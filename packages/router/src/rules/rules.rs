//! Rules pair a path matcher with what to do on a match.

use std::collections::HashMap;
use std::sync::Arc;

use futures::future::{self, BoxFuture, FutureExt};
use parking_lot::Mutex;

use super::route_handlers::{ComponentFuture, RouteHandler};
use super::route_paths::{MatchedUrl, RoutePath};
use crate::error::{Result, RouterError};
use crate::instruction::ComponentInstruction;
use crate::url_parser::{serialize_params, Params, Url};

/// Instructions a rule keeps before its cache is dropped and refilled.
pub const MAX_CACHED_INSTRUCTIONS: usize = 1024;

/// Eventually-resolved recognition result of one rule.
pub type PendingMatch = BoxFuture<'static, Result<Option<RouteMatch>>>;

/// A partial recognition of a URL by one rule.
#[derive(Debug, Clone, PartialEq)]
pub enum RouteMatch {
    Path(PathMatch),
    Redirect(RedirectMatch),
}

/// A route rule consumed part of the URL.
///
/// `instruction` is `None` only for the placeholder match produced when a
/// URL carries nothing but auxiliary segments.
#[derive(Debug, Clone, PartialEq)]
pub struct PathMatch {
    pub instruction: Option<Arc<ComponentInstruction>>,
    pub remaining: Option<Url>,
    pub remaining_aux: Vec<Url>,
}

#[derive(Debug, Clone, PartialEq, Eq)]
pub struct RedirectMatch {
    pub redirect_to: Vec<String>,
    pub specificity: String,
}

pub(crate) fn resolved(route_match: Option<RouteMatch>) -> PendingMatch {
    future::ready(Ok(route_match)).boxed()
}

/// Redirects matching URLs to a link.
#[derive(Debug)]
pub struct RedirectRule {
    path_recognizer: Box<dyn RoutePath>,
    pub redirect_to: Vec<String>,
}

impl RedirectRule {
    pub fn new(path_recognizer: Box<dyn RoutePath>, redirect_to: Vec<String>) -> Self {
        RedirectRule {
            path_recognizer,
            redirect_to,
        }
    }

    pub fn hash(&self) -> &str {
        self.path_recognizer.hash()
    }

    pub fn path(&self) -> String {
        self.path_recognizer.to_string()
    }

    pub fn recognize(&self, beginning_segment: &Url) -> Option<PendingMatch> {
        self.path_recognizer.match_url(beginning_segment)?;
        Some(resolved(Some(RouteMatch::Redirect(RedirectMatch {
            redirect_to: self.redirect_to.clone(),
            specificity: self.path_recognizer.specificity().to_string(),
        }))))
    }

    pub fn generate(&self, _params: &Params) -> Result<Arc<ComponentInstruction>> {
        Err(RouterError::RedirectGeneration)
    }
}

/// Routes matching URLs to a component.
#[derive(Debug)]
pub struct RouteRule {
    route_path: Box<dyn RoutePath>,
    handler: Box<dyn RouteHandler>,
    route_name: Option<String>,
    specificity: String,
    terminal: bool,
    hash: String,
    cache: Mutex<HashMap<String, Arc<ComponentInstruction>>>,
}

impl RouteRule {
    pub fn new(
        route_path: Box<dyn RoutePath>,
        handler: Box<dyn RouteHandler>,
        route_name: Option<String>,
    ) -> Self {
        RouteRule {
            specificity: route_path.specificity().to_string(),
            terminal: route_path.terminal(),
            hash: route_path.hash().to_string(),
            route_path,
            handler,
            route_name,
            cache: Mutex::new(HashMap::new()),
        }
    }

    pub fn hash(&self) -> &str {
        &self.hash
    }

    pub fn path(&self) -> String {
        self.route_path.to_string()
    }

    pub fn terminal(&self) -> bool {
        self.terminal
    }

    pub fn specificity(&self) -> &str {
        &self.specificity
    }

    pub fn route_name(&self) -> Option<&str> {
        self.route_name.as_deref()
    }

    pub fn handler(&self) -> &dyn RouteHandler {
        self.handler.as_ref()
    }

    /// `None` when the path does not match; otherwise a match that resolves
    /// once the handler has its component.
    pub fn recognize(self: &Arc<Self>, beginning_segment: &Url) -> Option<PendingMatch> {
        let res = self.route_path.match_url(beginning_segment)?;
        let resolve = self.handler.resolve_component_type();
        Some(resolve_path_match(Arc::clone(self), resolve, res).boxed())
    }

    pub fn generate(&self, params: &Params) -> Result<Arc<ComponentInstruction>> {
        let generated = self.route_path.generate_url(params)?;
        let url_params = serialize_params(&generated.url_params);
        self.get_instruction(generated.url_path, url_params, params.clone())
    }

    /// Instructions are cached by URL path and URL params, so recognizing or
    /// generating the same URL twice yields the same `Arc`. Distinct query
    /// params make distinct keys; the cache is cleared once it holds
    /// [`MAX_CACHED_INSTRUCTIONS`] entries.
    fn get_instruction(
        &self,
        url_path: String,
        url_params: Vec<String>,
        params: Params,
    ) -> Result<Arc<ComponentInstruction>> {
        let component_type = self
            .handler
            .component_type()
            .ok_or(RouterError::ComponentNotLoaded)?;

        let hash_key = format!("{}?{}", url_path, url_params.join("&"));
        let mut cache = self.cache.lock();
        if let Some(instruction) = cache.get(&hash_key) {
            return Ok(Arc::clone(instruction));
        }

        if cache.len() >= MAX_CACHED_INSTRUCTIONS {
            tracing::debug!(path = %self.route_path, "instruction cache full, clearing");
            cache.clear();
        }

        let instruction = Arc::new(ComponentInstruction::new(
            url_path,
            url_params,
            self.handler.data().clone(),
            component_type,
            self.terminal,
            self.specificity.clone(),
            params,
            self.route_name.clone(),
        ));
        cache.insert(hash_key, Arc::clone(&instruction));
        Ok(instruction)
    }
}

async fn resolve_path_match(
    rule: Arc<RouteRule>,
    resolve: ComponentFuture,
    res: MatchedUrl,
) -> Result<Option<RouteMatch>> {
    resolve.await?;
    let instruction = rule.get_instruction(res.url_path, res.url_params, res.all_params)?;
    Ok(Some(RouteMatch::Path(PathMatch {
        instruction: Some(instruction),
        remaining: res.rest,
        remaining_aux: res.auxiliary,
    })))
}

/// An entry of a rule set's primary sequence.
#[derive(Debug, Clone)]
pub enum Rule {
    Route(Arc<RouteRule>),
    Redirect(Arc<RedirectRule>),
}

impl Rule {
    pub fn hash(&self) -> &str {
        match self {
            Rule::Route(rule) => rule.hash(),
            Rule::Redirect(rule) => rule.hash(),
        }
    }

    pub fn path(&self) -> String {
        match self {
            Rule::Route(rule) => rule.path(),
            Rule::Redirect(rule) => rule.path(),
        }
    }

    /// Redirects always consume the whole URL.
    pub fn terminal(&self) -> bool {
        match self {
            Rule::Route(rule) => rule.terminal(),
            Rule::Redirect(_) => true,
        }
    }

    pub fn recognize(&self, url: &Url) -> Option<PendingMatch> {
        match self {
            Rule::Route(rule) => rule.recognize(url),
            Rule::Redirect(rule) => rule.recognize(url),
        }
    }
}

### Task goal
Among the lines above, find those containing the word "RouteMatch" and copy each.

### Task result
pub type PendingMatch = BoxFuture<'static, Result<Option<RouteMatch>>>;
pub enum RouteMatch {
pub(crate) fn resolved(route_match: Option<RouteMatch>) -> PendingMatch {
        Some(resolved(Some(RouteMatch::Redirect(RedirectMatch {
) -> Result<Option<RouteMatch>> {
    Ok(Some(RouteMatch::Path(PathMatch {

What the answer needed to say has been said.